- _Provided entries_

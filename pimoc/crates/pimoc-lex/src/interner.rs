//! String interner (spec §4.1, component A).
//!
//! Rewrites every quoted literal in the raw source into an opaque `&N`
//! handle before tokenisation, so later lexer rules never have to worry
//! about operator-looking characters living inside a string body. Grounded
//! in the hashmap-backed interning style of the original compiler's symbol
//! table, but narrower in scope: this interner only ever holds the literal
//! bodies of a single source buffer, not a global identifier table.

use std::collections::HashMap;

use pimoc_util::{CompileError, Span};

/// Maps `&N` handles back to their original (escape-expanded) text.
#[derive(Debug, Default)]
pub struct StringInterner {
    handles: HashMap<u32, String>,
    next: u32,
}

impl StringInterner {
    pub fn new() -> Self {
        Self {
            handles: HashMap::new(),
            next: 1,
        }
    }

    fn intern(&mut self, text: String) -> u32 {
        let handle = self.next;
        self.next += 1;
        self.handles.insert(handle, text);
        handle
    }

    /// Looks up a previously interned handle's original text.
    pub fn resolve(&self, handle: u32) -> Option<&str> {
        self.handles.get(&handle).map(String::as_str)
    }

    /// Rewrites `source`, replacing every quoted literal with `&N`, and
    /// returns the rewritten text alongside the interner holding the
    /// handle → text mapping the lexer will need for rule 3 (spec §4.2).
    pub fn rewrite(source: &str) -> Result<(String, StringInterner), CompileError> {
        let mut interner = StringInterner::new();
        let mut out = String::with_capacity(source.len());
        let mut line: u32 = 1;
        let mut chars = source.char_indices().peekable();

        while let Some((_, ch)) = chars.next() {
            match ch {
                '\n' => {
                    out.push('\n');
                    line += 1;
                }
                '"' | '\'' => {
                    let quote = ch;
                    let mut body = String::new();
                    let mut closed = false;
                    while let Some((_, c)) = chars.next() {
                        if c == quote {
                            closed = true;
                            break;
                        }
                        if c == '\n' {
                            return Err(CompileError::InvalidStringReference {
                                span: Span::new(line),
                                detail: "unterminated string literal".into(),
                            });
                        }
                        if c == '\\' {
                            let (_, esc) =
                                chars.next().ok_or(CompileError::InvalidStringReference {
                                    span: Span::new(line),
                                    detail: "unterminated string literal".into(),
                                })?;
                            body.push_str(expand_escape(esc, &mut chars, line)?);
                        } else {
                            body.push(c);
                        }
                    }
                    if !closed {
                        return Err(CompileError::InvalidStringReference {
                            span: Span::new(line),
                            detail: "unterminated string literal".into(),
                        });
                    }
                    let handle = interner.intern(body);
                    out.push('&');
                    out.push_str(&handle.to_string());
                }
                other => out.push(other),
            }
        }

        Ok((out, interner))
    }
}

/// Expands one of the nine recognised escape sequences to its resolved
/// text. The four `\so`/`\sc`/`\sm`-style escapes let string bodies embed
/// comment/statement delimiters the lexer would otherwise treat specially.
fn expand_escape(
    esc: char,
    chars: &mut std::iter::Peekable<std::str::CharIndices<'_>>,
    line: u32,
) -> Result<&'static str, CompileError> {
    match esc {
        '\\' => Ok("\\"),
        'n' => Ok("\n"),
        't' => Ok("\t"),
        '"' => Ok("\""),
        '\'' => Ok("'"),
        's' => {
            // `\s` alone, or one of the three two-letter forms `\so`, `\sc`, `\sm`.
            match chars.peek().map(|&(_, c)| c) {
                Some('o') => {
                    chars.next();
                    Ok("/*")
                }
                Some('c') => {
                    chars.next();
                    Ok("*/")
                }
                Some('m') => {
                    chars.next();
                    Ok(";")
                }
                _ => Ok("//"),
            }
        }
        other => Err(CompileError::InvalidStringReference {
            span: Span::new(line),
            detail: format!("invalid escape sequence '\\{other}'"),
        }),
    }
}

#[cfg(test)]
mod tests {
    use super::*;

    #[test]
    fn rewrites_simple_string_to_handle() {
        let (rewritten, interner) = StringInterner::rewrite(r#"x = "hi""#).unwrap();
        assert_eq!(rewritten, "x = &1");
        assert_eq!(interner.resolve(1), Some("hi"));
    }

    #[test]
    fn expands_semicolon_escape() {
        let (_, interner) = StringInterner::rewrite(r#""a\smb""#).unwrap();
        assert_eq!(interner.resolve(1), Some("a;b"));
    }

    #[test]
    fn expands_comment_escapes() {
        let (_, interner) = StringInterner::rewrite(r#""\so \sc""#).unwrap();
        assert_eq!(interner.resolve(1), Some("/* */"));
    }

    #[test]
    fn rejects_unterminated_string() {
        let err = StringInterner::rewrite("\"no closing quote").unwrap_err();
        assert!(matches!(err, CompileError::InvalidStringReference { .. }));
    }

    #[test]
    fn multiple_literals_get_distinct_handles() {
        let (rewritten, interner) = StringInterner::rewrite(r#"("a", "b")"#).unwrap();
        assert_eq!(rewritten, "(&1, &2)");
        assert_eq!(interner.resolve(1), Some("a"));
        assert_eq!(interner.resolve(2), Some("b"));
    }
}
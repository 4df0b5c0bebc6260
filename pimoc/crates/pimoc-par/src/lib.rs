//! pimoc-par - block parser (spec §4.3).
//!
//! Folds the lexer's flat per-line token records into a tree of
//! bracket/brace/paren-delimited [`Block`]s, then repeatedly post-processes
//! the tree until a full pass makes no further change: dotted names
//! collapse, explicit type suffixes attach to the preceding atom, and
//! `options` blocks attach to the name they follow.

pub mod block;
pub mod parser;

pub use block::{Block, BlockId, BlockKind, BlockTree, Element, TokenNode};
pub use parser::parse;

- _Exercise_
Find the word "StringInterner" in the entries and show each line where it is found.

- _Task output_
pub struct StringInterner {
impl StringInterner {
    pub fn rewrite(source: &str) -> Result<(String, StringInterner), CompileError> {
        let mut interner = StringInterner::new();
        let (rewritten, interner) = StringInterner::rewrite(r#"x = "hi""#).unwrap();
        let (_, interner) = StringInterner::rewrite(r#""a\smb""#).unwrap();
        let (_, interner) = StringInterner::rewrite(r#""\so \sc""#).unwrap();
        let err = StringInterner::rewrite("\"no closing quote").unwrap_err();
        let (rewritten, interner) = StringInterner::rewrite(r#"("a", "b")"#).unwrap();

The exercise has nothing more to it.